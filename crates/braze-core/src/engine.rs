//! The engine: root of the handler tree and entry point for dispatch.
//!
//! An [`Engine`] owns the root [`Handler`], the bot configuration, an
//! optional bot handle, and its own [`EngineHooks`] instance. Application
//! and plugin code register handlers through it; the event source feeds it
//! with [`Engine::dispatch`], which runs every event on its own tokio task
//! so that dispatches stay concurrent (the wait primitive depends on this).
//!
//! # Example
//!
//! ```rust,ignore
//! use braze_core::prelude::*;
//!
//! let engine = Engine::new(BotConfig::default());
//! engine
//!     .new_handler(&[EventName::MESSAGE])
//!     .use_middleware(middlewares::command(&["ping"]))
//!     .handle(|ctx: Arc<Context>| async move {
//!         let _ = ctx.reply("pong").await;
//!     });
//!
//! while let Some(event) = events.recv().await {
//!     engine.dispatch(event);
//! }
//! ```

use std::panic::AssertUnwindSafe;
use std::sync::Arc;

use futures::FutureExt;
use parking_lot::RwLock;
use tokio::task::JoinHandle;
use tracing::{Instrument, Level, debug, error, span};

use crate::bot::Bot;
use crate::config::BotConfig;
use crate::context::Context;
use crate::dispatch::dispatch_event;
use crate::event::{Event, EventName};
use crate::handler::{Handler, Middleware, RemoveHandle};
use crate::hook::EngineHooks;

pub struct Engine {
    root: Arc<Handler>,
    bot: RwLock<Option<Arc<dyn Bot>>>,
    config: Arc<BotConfig>,
    hooks: EngineHooks,
}

impl Engine {
    pub fn new(config: BotConfig) -> Self {
        Self {
            root: Handler::new_root(),
            bot: RwLock::new(None),
            config: Arc::new(config),
            hooks: EngineHooks::default(),
        }
    }

    /// The root of the handler tree.
    pub fn root(&self) -> Arc<Handler> {
        Arc::clone(&self.root)
    }

    pub fn config(&self) -> Arc<BotConfig> {
        Arc::clone(&self.config)
    }

    /// The engine's lifecycle hooks.
    pub fn hooks(&self) -> &EngineHooks {
        &self.hooks
    }

    /// Attaches the bot used by contexts for outbound API calls.
    pub fn set_bot(&self, bot: Arc<dyn Bot>) {
        *self.bot.write() = Some(bot);
    }

    pub fn bot(&self) -> Option<Arc<dyn Bot>> {
        self.bot.read().clone()
    }

    // =========================================================================
    // Registration
    // =========================================================================

    /// Registers a top-level handler under the given event names.
    pub fn new_handler(&self, names: &[EventName]) -> Arc<Handler> {
        self.root.new_handler(names)
    }

    /// Registers a removable top-level handler.
    pub fn new_removable_handler(&self, names: &[EventName]) -> (Arc<Handler>, RemoveHandle) {
        self.root.new_removable_handler(names)
    }

    /// Appends an engine-wide middleware; it gates every dispatch.
    pub fn use_middleware(&self, middleware: Middleware) -> &Self {
        self.root.use_middleware(middleware);
        self
    }

    // =========================================================================
    // Dispatch
    // =========================================================================

    /// Runs one event through the handler tree on its own task.
    ///
    /// Fires the `event_received` hooks first and the `event_handled` hooks
    /// once the traversal finishes. A panicking middleware or terminal
    /// action aborts that event's traversal; the failure is logged and
    /// never reaches the event source.
    pub fn dispatch(&self, event: Arc<dyn Event>) -> JoinHandle<bool> {
        let root = Arc::clone(&self.root);
        let bot = self.bot.read().clone();
        let config = Arc::clone(&self.config);
        let hooks = self.hooks.clone();
        let span = span!(Level::DEBUG, "dispatch", event_name = %event.name());

        tokio::spawn(
            async move {
                hooks.event_received.emit(&event);
                debug!("{}", event.description());

                let ctx = Context::new(bot, Arc::clone(&event), config);
                let handled = match AssertUnwindSafe(dispatch_event(root, ctx))
                    .catch_unwind()
                    .await
                {
                    Ok(handled) => handled,
                    Err(_) => {
                        error!("dispatch aborted by panic");
                        false
                    }
                };
                if !handled {
                    debug!("event not handled by any handler");
                }

                hooks.event_handled.emit(&(event, handled));
                handled
            }
            .instrument(span),
        )
    }
}

impl Default for Engine {
    fn default() -> Self {
        Self::new(BotConfig::default())
    }
}

impl std::fmt::Debug for Engine {
    fn fmt(&self, f: &mut std::fmt::Formatter<'_>) -> std::fmt::Result {
        f.debug_struct("Engine")
            .field("root", &self.root)
            .field("has_bot", &self.bot.read().is_some())
            .finish()
    }
}
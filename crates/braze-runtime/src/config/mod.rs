//! Configuration module for the Braze runtime.
//!
//! Loads the `RuntimeConfig` schema from layered sources (defaults, TOML
//! files, `BRAZE_`-prefixed environment variables) and validates it before
//! the runtime consumes it.

pub mod error;
pub mod loader;
pub mod schema;
pub mod validation;

pub use error::{ConfigError, ConfigResult};
pub use loader::{ConfigLoader, Profile};
pub use schema::{LogFormat, LogLevel, LogOutput, LoggingConfig, RuntimeConfig, SpanEventConfig};
pub use validation::validate_config;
........
Requirement: Your answer should be the full listing, copied exactly.

Written response:
filename crates/braze-core/src/engine.rs
//! The engine: root of the handler tree and entry point for dispatch.
//!
//! An [`Engine`] owns the root [`Handler`], the bot configuration, an
//! optional bot handle, and its own [`EngineHooks`] instance. Application
//! and plugin code register handlers through it; the event source feeds it
//! with [`Engine::dispatch`], which runs every event on its own tokio task
//! so that dispatches stay concurrent (the wait primitive depends on this).
//!
//! # Example
//!
//! ```rust,ignore
//! use braze_core::prelude::*;
//!
//! let engine = Engine::new(BotConfig::default());
//! engine
//!     .new_handler(&[EventName::MESSAGE])
//!     .use_middleware(middlewares::command(&["ping"]))
//!     .handle(|ctx: Arc<Context>| async move {
//!         let _ = ctx.reply("pong").await;
//!     });
//!
//! while let Some(event) = events.recv().await {
//!     engine.dispatch(event);
//! }
//! ```

use std::panic::AssertUnwindSafe;
use std::sync::Arc;

use futures::FutureExt;
use parking_lot::RwLock;
use tokio::task::JoinHandle;
use tracing::{Instrument, Level, debug, error, span};

use crate::bot::Bot;
use crate::config::BotConfig;
use crate::context::Context;
use crate::dispatch::dispatch_event;
use crate::event::{Event, EventName};
use crate::handler::{Handler, Middleware, RemoveHandle};
use crate::hook::EngineHooks;

pub struct Engine {
    root: Arc<Handler>,
    bot: RwLock<Option<Arc<dyn Bot>>>,
    config: Arc<BotConfig>,
    hooks: EngineHooks,
}

impl Engine {
    pub fn new(config: BotConfig) -> Self {
        Self {
            root: Handler::new_root(),
            bot: RwLock::new(None),
            config: Arc::new(config),
            hooks: EngineHooks::default(),
        }
    }

    /// The root of the handler tree.
    pub fn root(&self) -> Arc<Handler> {
        Arc::clone(&self.root)
    }

    pub fn config(&self) -> Arc<BotConfig> {
        Arc::clone(&self.config)
    }

    /// The engine's lifecycle hooks.
    pub fn hooks(&self) -> &EngineHooks {
        &self.hooks
    }

    /// Attaches the bot used by contexts for outbound API calls.
    pub fn set_bot(&self, bot: Arc<dyn Bot>) {
        *self.bot.write() = Some(bot);
    }

    pub fn bot(&self) -> Option<Arc<dyn Bot>> {
        self.bot.read().clone()
    }

    // =========================================================================
    // Registration
    // =========================================================================

    /// Registers a top-level handler under the given event names.
    pub fn new_handler(&self, names: &[EventName]) -> Arc<Handler> {
        self.root.new_handler(names)
    }

    /// Registers a removable top-level handler.
    pub fn new_removable_handler(&self, names: &[EventName]) -> (Arc<Handler>, RemoveHandle) {
        self.root.new_removable_handler(names)
    }

    /// Appends an engine-wide middleware; it gates every dispatch.
    pub fn use_middleware(&self, middleware: Middleware) -> &Self {
        self.root.use_middleware(middleware);
        self
    }

    // =========================================================================
    // Dispatch
    // =========================================================================

    /// Runs one event through the handler tree on its own task.
    ///
    /// Fires the `event_received` hooks first and the `event_handled` hooks
    /// once the traversal finishes. A panicking middleware or terminal
    /// action aborts that event's traversal; the failure is logged and
    /// never reaches the event source.
    pub fn dispatch(&self, event: Arc<dyn Event>) -> JoinHandle<bool> {
        let root = Arc::clone(&self.root);
        let bot = self.bot.read().clone();
        let config = Arc::clone(&self.config);
        let hooks = self.hooks.clone();
        let span = span!(Level::DEBUG, "dispatch", event_name = %event.name());

        tokio::spawn(
            async move {
                hooks.event_received.emit(&event);
                debug!("{}", event.description());

                let ctx = Context::new(bot, Arc::clone(&event), config);
                let handled = match AssertUnwindSafe(dispatch_event(root, ctx))
                    .catch_unwind()
                    .await
                {
                    Ok(handled) => handled,
                    Err(_) => {
                        error!("dispatch aborted by panic");
                        false
                    }
                };
                if !handled {
                    debug!("event not handled by any handler");
                }

                hooks.event_handled.emit(&(event, handled));
                handled
            }
            .instrument(span),
        )
    }
}

impl Default for Engine {
    fn default() -> Self {
        Self::new(BotConfig::default())
    }
}

impl std::fmt::Debug for Engine {
    fn fmt(&self, f: &mut std::fmt::Formatter<'_>) -> std::fmt::Result {
        f.debug_struct("Engine")
            .field("root", &self.root)
            .field("has_bot", &self.bot.read().is_some())
            .finish()
    }
}
filename crates/braze-runtime/src/config/mod.rs
//! Configuration module for the Braze runtime.
//!
//! Loads the `RuntimeConfig` schema from layered sources (defaults, TOML
//! files, `BRAZE_`-prefixed environment variables) and validates it before
//! the runtime consumes it.

pub mod error;
pub mod loader;
pub mod schema;
pub mod validation;

pub use error::{ConfigError, ConfigResult};
pub use loader::{ConfigLoader, Profile};
pub use schema::{LogFormat, LogLevel, LogOutput, LoggingConfig, RuntimeConfig, SpanEventConfig};
pub use validation::validate_config;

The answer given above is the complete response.